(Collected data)
============
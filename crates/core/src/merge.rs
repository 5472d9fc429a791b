//! Cart merge rules.
//!
//! When a shopper logs in, the cart they built anonymously is folded into
//! the cart of their account:
//!
//! - lines are unioned by product id
//! - when both carts hold the same product the quantities are summed
//! - every resulting quantity is clamped to the catalog maximum, if any
//!
//! Nothing is ever dropped. A clamped line is reported back so the caller can
//! tell the shopper, and the merge is then marked [`MergeStatus::Partial`].

use serde::{Deserialize, Serialize};

use crate::types::{CartLine, CartLines, ProductId, Quantity};

/// Upper bound applied to line quantities.
///
/// The catalog owns the real limit; this is the knob the service is
/// configured with. `None` means no cap.
#[derive(Debug, Clone, Copy, Default, PartialEq, Eq)]
pub struct QuantityPolicy {
    max_line_quantity: Option<Quantity>,
}

impl QuantityPolicy {
    /// No cap on line quantities.
    #[must_use]
    pub const fn unlimited() -> Self {
        Self {
            max_line_quantity: None,
        }
    }

    /// Cap every line at `max`.
    #[must_use]
    pub const fn with_max(max: Quantity) -> Self {
        Self {
            max_line_quantity: Some(max),
        }
    }

    /// The configured cap.
    #[must_use]
    pub const fn max_line_quantity(&self) -> Option<Quantity> {
        self.max_line_quantity
    }

    /// Clamp a single quantity to the cap.
    #[must_use]
    pub fn clamp(&self, quantity: Quantity) -> Quantity {
        match self.max_line_quantity {
            Some(max) if quantity > max => max,
            _ => quantity,
        }
    }

    /// Clamp every line, reporting the ones that were reduced.
    #[must_use]
    pub fn enforce(&self, lines: &CartLines) -> MergedLines {
        let mut clamped = Vec::new();
        let lines = lines
            .iter()
            .map(|line| self.clamp_line(line, &mut clamped))
            .collect();
        MergedLines { lines, clamped }
    }

    fn clamp_line(&self, line: CartLine, clamped: &mut Vec<ClampedLine>) -> CartLine {
        let applied = self.clamp(line.quantity);
        if applied != line.quantity {
            clamped.push(ClampedLine {
                product_id: line.product_id.clone(),
                requested: line.quantity,
                applied,
            });
        }
        CartLine::new(line.product_id, applied)
    }
}

/// A line whose quantity was reduced to honor the [`QuantityPolicy`].
#[derive(Debug, Clone, PartialEq, Eq, Serialize, Deserialize)]
pub struct ClampedLine {
    /// Product whose quantity was reduced.
    #[serde(rename = "product")]
    pub product_id: ProductId,
    /// Quantity before clamping.
    pub requested: Quantity,
    /// Quantity stored.
    pub applied: Quantity,
}

/// Output of [`merge_lines`] and [`QuantityPolicy::enforce`].
#[derive(Debug, Clone, Default, PartialEq, Eq)]
pub struct MergedLines {
    /// Resulting cart lines.
    pub lines: CartLines,
    /// Lines reduced by the policy, in product id order.
    pub clamped: Vec<ClampedLine>,
}

/// Merge `source` into `target`.
///
/// Sums quantities of products present in both, carries lines unique to either
/// side, then clamps to `policy`. The result never contains a zero quantity or
/// a duplicate product.
///
/// # Example
///
/// ```
/// use merkato_core::{CartLine, CartLines, ProductId, Quantity, QuantityPolicy, merge_lines};
///
/// let line = |p: &str, q: u32| CartLine::new(ProductId::parse(p).unwrap(), Quantity::new(q).unwrap());
/// let anonymous: CartLines = vec![line("A", 2)].into();
/// let account: CartLines = vec![line("A", 3), line("B", 1)].into();
///
/// let merged = merge_lines(&account, &anonymous, &QuantityPolicy::unlimited());
/// assert_eq!(merged.lines, vec![line("A", 5), line("B", 1)].into());
/// assert!(merged.clamped.is_empty());
/// ```
#[must_use]
pub fn merge_lines(target: &CartLines, source: &CartLines, policy: &QuantityPolicy) -> MergedLines {
    let combined: CartLines = target.iter().chain(source.iter()).collect();
    policy.enforce(&combined)
}

/// How a login merge ended.
#[derive(Debug, Clone, Copy, PartialEq, Eq, Hash, Serialize, Deserialize)]
#[serde(rename_all = "snake_case")]
pub enum MergeStatus {
    /// The anonymous cart was folded in and deleted.
    Merged,
    /// There was no anonymous cart (or it was empty); nothing changed.
    #[serde(rename = "noop")]
    NoOp,
    /// Merged, but some quantities were clamped. See [`MergeReport::clamped`].
    Partial,
}

/// Result of a login merge as returned to the client.
#[derive(Debug, Clone, PartialEq, Eq, Serialize, Deserialize)]
pub struct MergeReport {
    /// Outcome.
    pub status: MergeStatus,
    /// The authenticated user's cart after the merge.
    #[serde(rename = "items")]
    pub lines: CartLines,
    /// Lines reduced by the quantity policy.
    #[serde(default)]
    pub clamped: Vec<ClampedLine>,
}

impl MergeReport {
    /// Report for a merge that found nothing to merge.
    #[must_use]
    pub const fn noop(lines: CartLines) -> Self {
        Self {
            status: MergeStatus::NoOp,
            lines,
            clamped: Vec::new(),
        }
    }

    /// Report for a completed merge.
    #[must_use]
    pub fn merged(merged: MergedLines) -> Self {
        let status = if merged.clamped.is_empty() {
            MergeStatus::Merged
        } else {
            MergeStatus::Partial
        };
        Self {
            status,
            lines: merged.lines,
            clamped: merged.clamped,
        }
    }
}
============
◆ What the task asks: Wherever a line of the records above contains the string "reduced", copy that line out.

◆ Answer section:
    /// Clamp every line, reporting the ones that were reduced.
/// A line whose quantity was reduced to honor the [`QuantityPolicy`].
    /// Product whose quantity was reduced.
    /// Lines reduced by the policy, in product id order.
    /// Lines reduced by the quantity policy.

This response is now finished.